**EXERCISE DIRECTIONS:** The answer must consist of every line below that holds the word "PathBuf".

**EXTRACTED ENTRIES:**

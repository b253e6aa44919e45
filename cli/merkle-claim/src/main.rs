#![forbid(unsafe_code)]
#![allow(unreachable_pub)]

use clap::{Parser, Subcommand};
use tracing_subscriber::EnvFilter;

mod commands;

use commands::{build_tree, claim, import, reconcile, serve, verify};

#[derive(Parser, Debug)]
#[command(name = "merkle-claim")]
#[command(about = "Merkle distributor claim tools and service", long_about = None)]
#[command(version)]
struct Cli {
    #[command(subcommand)]
    command: Commands,
}

#[derive(Subcommand, Debug)]
enum Commands {
    BuildTree(build_tree::Cli),
    Verify(verify::Cli),
    Import(import::Cli),
    Serve(serve::Cli),
    Claim(claim::Cli),
    Reconcile(reconcile::Cli),
}

#[tokio::main]
async fn main() -> anyhow::Result<()> {
    tracing_subscriber::fmt()
        .with_env_filter(
            EnvFilter::try_from_default_env().unwrap_or_else(|_| EnvFilter::new("info")),
        )
        .with_writer(std::io::stderr)
        .init();

    let cli = Cli::parse();

    match cli.command {
        Commands::BuildTree(args) => build_tree::run(args)?,
        Commands::Verify(args) => verify::run(&args)?,
        Commands::Import(args) => import::run(args).await?,
        Commands::Serve(args) => serve::run(args).await?,
        Commands::Claim(args) => claim::run(args).await?,
        Commands::Reconcile(args) => reconcile::run(args).await?,
    }

    Ok(())
}
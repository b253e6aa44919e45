use std::collections::BTreeSet;
use std::path::PathBuf;

use anyhow::{Context, Result};
use clap::Parser;
use tracing::warn;

use merkle_claim::campaign::Campaigns;
use merkle_claim::config::Config;
use merkle_claim::eligibility::load_records;
use merkle_claim::hex_encode;
use merkle_claim::ledger::EligibilityLedger;

use super::open_ledger;

#[derive(Parser, Debug)]
#[command(name = "import")]
#[command(about = "Seed the eligibility ledger from a JSON list", long_about = None)]
pub struct Cli {
    /// Service configuration file (TOML)
    #[arg(short, long)]
    config: PathBuf,

    /// Eligibility JSON file: array of {wallet, eventId, amount}
    #[arg(short, long)]
    input: PathBuf,
}

pub async fn run(cli: Cli) -> Result<()> {
    let config = Config::load(&cli.config)?;

    println!("Reading eligibility records from {:?}...", cli.input);
    let records = load_records(&cli.input)?;

    let configured: BTreeSet<_> = config.campaigns.iter().map(|c| c.event_id).collect();
    let unconfigured: BTreeSet<_> = records
        .iter()
        .map(|r| r.event_id)
        .filter(|id| !configured.contains(id))
        .collect();
    for event_id in &unconfigured {
        warn!(event_id, "Importing records for an event with no configured campaign");
    }

    let ledger = open_ledger(&config).await?;
    let report = ledger
        .seed(&records)
        .await
        .context("Failed to seed eligibility ledger")?;
    println!(
        "Imported {} records ({} new, {} already present)",
        records.len(),
        report.inserted,
        report.unchanged
    );

    let campaigns = Campaigns::load(&ledger, &config.campaign_specs()).await?;
    for event_id in campaigns.event_ids() {
        if let Some(campaign) = campaigns.get(event_id) {
            println!(
                "Event {}: {} leaves, {} root {}",
                event_id,
                campaign.leaf_count(),
                campaign.scheme(),
                hex_encode(campaign.root())
            );
        }
    }

    println!("Done!");
    Ok(())
}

**WORKED SOLUTION:**
use std::path::PathBuf;
    config: PathBuf,
    input: PathBuf,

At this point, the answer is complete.